# Description of the task
In this data, count the lines in which "JavaScript" appears and give only that number.

# Records contained in a dataset
******
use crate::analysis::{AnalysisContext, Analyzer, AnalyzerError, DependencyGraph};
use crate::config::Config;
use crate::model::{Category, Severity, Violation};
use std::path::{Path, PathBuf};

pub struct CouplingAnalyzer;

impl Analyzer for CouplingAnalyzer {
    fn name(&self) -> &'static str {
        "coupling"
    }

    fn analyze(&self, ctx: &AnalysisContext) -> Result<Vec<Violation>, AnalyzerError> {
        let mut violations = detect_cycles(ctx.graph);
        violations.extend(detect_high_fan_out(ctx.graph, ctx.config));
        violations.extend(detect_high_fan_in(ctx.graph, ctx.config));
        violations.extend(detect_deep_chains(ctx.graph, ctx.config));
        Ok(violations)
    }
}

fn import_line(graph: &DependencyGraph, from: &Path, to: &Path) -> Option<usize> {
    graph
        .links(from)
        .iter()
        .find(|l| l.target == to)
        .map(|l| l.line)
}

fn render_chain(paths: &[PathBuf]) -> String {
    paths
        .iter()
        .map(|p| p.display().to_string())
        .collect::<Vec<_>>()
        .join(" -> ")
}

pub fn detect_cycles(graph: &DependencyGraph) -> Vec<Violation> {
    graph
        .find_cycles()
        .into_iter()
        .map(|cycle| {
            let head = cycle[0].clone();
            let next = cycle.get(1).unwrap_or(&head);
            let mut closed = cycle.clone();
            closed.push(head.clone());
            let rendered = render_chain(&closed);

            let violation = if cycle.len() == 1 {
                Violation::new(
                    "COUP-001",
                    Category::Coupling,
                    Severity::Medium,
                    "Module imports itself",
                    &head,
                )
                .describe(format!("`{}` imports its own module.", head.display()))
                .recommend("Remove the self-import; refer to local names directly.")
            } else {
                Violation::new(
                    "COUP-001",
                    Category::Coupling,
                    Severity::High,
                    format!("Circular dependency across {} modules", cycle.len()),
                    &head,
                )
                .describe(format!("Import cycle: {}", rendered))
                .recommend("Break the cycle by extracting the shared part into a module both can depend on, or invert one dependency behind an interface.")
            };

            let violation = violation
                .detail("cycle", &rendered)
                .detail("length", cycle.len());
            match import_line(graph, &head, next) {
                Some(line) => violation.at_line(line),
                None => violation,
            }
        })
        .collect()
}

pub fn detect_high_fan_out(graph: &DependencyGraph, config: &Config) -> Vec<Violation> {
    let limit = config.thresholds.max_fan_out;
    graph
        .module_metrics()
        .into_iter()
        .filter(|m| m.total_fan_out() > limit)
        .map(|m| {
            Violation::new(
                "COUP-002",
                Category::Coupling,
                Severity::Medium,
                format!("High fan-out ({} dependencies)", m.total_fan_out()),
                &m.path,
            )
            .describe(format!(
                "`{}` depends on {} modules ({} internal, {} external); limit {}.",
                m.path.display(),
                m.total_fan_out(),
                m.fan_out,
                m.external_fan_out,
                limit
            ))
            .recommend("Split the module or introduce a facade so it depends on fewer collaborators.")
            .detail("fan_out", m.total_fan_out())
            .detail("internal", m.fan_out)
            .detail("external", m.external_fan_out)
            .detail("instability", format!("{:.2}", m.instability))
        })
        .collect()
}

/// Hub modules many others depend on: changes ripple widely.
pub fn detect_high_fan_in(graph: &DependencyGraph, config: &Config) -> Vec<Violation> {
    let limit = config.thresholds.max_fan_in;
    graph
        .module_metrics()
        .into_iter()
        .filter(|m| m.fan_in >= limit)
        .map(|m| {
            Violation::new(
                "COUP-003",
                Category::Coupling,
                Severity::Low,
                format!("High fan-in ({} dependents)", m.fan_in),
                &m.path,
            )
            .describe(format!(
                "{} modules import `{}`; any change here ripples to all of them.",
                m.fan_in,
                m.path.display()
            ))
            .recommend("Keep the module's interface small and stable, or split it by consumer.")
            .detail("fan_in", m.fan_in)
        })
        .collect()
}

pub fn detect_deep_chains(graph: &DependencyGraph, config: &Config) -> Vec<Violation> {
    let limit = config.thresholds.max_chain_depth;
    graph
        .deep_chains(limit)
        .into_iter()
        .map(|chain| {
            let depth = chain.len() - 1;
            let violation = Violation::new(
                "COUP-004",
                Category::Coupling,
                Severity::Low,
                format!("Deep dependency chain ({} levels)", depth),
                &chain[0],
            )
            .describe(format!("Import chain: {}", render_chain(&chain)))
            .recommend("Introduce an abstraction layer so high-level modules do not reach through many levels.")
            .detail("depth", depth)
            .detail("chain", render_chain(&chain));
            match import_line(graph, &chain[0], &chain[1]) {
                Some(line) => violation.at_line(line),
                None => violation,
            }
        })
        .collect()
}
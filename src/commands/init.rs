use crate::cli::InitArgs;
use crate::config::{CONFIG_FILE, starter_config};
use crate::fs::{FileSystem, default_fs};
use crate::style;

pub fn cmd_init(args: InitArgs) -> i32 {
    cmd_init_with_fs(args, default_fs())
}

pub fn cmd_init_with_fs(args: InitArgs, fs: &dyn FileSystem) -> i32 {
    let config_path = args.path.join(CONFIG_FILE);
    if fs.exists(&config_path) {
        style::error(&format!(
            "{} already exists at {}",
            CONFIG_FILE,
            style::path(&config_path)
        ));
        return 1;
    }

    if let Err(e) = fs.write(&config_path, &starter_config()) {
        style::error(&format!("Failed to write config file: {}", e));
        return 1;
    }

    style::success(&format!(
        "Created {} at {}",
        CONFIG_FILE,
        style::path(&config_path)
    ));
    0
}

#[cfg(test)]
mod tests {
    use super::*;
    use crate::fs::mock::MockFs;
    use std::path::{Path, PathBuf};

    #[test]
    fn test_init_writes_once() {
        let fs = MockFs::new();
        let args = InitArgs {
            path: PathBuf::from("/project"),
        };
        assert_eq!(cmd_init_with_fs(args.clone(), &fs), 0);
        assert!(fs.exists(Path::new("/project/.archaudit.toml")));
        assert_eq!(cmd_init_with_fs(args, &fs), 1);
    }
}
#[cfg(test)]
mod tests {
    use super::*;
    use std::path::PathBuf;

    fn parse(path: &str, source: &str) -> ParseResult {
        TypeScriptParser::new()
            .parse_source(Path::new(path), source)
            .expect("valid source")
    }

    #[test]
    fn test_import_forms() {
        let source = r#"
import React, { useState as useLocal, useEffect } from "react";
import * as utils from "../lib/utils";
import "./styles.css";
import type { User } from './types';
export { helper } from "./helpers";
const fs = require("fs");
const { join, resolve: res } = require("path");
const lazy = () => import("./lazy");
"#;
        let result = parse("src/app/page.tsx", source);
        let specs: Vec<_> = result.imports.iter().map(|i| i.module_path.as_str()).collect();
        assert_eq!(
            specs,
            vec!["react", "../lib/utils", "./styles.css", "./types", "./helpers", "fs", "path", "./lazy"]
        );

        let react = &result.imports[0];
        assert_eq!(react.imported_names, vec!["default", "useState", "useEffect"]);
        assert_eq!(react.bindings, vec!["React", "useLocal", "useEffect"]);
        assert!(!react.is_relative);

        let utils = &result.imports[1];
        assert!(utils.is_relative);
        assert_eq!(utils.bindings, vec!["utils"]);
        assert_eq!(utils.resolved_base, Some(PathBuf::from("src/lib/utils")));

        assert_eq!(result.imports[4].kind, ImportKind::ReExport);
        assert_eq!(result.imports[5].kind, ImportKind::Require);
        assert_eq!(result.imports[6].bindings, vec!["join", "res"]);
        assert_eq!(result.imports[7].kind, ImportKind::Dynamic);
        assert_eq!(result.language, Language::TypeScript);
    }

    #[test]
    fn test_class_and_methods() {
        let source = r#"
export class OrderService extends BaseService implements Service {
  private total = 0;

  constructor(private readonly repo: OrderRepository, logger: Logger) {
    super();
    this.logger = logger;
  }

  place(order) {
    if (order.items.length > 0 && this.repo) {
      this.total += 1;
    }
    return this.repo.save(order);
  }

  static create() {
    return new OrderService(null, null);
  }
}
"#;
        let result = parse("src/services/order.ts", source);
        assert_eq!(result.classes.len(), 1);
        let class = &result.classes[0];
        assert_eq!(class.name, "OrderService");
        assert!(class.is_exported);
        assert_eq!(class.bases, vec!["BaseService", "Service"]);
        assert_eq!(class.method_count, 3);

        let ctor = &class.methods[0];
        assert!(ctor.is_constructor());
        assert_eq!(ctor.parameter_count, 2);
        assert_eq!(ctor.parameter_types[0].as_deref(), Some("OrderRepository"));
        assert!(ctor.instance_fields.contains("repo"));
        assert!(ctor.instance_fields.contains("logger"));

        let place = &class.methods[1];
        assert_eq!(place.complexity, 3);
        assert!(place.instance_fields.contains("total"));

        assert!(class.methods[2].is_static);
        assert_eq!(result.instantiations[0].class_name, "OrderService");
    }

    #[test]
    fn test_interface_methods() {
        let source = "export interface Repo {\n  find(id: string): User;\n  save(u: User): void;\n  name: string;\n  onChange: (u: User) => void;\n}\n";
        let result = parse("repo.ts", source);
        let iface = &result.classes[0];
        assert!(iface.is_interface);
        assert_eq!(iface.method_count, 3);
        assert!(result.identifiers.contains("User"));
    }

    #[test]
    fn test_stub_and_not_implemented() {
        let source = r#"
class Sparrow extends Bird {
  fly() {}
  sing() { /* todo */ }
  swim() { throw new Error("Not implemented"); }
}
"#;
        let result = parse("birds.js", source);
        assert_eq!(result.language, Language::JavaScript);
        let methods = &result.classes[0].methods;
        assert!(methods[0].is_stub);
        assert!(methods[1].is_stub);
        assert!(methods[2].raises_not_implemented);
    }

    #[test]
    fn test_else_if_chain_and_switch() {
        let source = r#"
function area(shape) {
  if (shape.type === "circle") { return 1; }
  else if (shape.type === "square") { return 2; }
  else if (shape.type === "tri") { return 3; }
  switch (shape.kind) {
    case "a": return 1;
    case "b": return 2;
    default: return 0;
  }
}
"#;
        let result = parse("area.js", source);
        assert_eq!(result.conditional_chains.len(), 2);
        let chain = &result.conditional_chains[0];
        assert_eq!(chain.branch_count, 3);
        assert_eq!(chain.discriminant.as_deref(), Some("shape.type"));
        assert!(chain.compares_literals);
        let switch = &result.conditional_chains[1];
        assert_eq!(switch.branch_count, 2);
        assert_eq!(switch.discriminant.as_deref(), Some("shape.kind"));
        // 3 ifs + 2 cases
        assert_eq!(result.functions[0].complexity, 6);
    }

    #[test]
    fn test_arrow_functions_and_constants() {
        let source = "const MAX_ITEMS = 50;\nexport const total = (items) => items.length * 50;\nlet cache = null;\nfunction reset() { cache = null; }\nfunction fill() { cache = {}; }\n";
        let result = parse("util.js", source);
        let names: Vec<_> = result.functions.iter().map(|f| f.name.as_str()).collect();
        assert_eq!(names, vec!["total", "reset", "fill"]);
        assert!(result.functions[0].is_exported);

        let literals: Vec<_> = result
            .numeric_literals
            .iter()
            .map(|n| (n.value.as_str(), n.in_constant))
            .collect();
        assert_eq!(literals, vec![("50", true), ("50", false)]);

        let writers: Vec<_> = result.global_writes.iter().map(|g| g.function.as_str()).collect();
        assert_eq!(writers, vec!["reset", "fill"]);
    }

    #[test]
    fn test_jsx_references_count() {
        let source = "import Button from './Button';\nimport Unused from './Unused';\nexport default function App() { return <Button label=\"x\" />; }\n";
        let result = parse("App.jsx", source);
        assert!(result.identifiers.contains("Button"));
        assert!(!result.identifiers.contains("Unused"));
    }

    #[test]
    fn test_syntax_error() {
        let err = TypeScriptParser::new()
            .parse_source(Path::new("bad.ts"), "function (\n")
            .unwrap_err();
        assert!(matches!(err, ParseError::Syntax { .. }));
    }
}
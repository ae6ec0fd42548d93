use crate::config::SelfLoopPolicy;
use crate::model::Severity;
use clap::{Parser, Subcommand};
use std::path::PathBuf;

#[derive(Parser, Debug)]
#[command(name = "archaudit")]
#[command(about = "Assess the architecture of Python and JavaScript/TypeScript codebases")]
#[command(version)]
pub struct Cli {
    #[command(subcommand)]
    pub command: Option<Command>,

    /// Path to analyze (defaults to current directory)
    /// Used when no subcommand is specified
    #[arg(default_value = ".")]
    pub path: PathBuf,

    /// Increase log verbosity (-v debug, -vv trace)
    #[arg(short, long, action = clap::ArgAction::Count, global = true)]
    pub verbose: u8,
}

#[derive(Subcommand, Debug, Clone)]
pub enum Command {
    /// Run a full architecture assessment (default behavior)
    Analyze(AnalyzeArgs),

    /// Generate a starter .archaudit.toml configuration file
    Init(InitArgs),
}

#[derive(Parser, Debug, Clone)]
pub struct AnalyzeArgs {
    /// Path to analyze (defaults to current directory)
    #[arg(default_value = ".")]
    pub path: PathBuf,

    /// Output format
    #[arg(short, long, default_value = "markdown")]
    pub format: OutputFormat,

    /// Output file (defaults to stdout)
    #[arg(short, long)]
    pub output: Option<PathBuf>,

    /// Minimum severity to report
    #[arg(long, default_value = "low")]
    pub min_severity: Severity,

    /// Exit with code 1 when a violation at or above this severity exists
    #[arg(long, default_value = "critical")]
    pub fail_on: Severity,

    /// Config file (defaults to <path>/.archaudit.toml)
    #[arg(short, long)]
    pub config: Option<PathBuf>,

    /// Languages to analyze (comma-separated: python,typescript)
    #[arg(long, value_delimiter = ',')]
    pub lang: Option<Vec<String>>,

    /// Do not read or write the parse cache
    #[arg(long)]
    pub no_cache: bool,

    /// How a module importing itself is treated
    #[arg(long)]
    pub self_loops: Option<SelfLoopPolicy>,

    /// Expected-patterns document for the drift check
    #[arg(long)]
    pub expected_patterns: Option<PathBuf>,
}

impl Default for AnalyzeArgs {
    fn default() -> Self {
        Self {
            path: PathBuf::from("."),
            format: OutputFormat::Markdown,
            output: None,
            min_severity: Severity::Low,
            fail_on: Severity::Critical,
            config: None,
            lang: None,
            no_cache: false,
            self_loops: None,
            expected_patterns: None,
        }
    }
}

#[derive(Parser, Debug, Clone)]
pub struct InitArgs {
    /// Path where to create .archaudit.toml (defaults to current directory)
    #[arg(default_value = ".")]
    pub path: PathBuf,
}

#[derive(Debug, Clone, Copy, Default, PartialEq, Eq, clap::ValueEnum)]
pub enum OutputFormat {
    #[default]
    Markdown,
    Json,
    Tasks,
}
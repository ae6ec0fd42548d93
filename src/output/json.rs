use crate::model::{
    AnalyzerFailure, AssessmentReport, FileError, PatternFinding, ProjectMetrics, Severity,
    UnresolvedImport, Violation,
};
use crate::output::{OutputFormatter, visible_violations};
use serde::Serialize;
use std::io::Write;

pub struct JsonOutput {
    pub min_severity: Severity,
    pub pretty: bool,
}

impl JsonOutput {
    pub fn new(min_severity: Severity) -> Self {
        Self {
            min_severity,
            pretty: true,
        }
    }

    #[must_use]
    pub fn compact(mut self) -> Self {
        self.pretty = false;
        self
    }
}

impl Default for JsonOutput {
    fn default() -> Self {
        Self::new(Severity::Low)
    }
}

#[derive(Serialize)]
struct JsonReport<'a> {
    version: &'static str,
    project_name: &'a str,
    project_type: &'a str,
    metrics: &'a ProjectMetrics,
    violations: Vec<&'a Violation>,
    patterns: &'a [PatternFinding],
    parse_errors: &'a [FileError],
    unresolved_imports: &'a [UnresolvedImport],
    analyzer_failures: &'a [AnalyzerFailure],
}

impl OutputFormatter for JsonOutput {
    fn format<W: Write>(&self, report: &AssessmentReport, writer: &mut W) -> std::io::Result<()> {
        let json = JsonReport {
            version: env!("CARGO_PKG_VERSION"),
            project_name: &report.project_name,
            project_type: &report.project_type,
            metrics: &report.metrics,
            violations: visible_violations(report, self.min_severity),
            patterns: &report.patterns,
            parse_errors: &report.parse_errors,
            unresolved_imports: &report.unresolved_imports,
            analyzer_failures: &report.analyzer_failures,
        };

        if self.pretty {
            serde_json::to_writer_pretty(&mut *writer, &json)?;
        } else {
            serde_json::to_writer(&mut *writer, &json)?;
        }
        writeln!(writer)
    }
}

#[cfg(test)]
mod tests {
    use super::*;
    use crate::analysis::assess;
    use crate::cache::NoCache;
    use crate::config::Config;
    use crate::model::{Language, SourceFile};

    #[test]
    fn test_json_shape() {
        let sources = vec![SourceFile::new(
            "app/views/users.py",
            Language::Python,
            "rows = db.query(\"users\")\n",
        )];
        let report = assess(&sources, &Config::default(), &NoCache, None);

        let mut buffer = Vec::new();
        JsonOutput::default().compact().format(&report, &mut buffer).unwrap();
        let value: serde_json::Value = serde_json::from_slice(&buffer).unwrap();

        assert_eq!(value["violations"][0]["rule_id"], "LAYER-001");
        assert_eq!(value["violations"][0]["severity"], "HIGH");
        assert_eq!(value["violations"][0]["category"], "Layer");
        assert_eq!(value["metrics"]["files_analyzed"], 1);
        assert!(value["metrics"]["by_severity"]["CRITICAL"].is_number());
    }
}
******
# Your response
2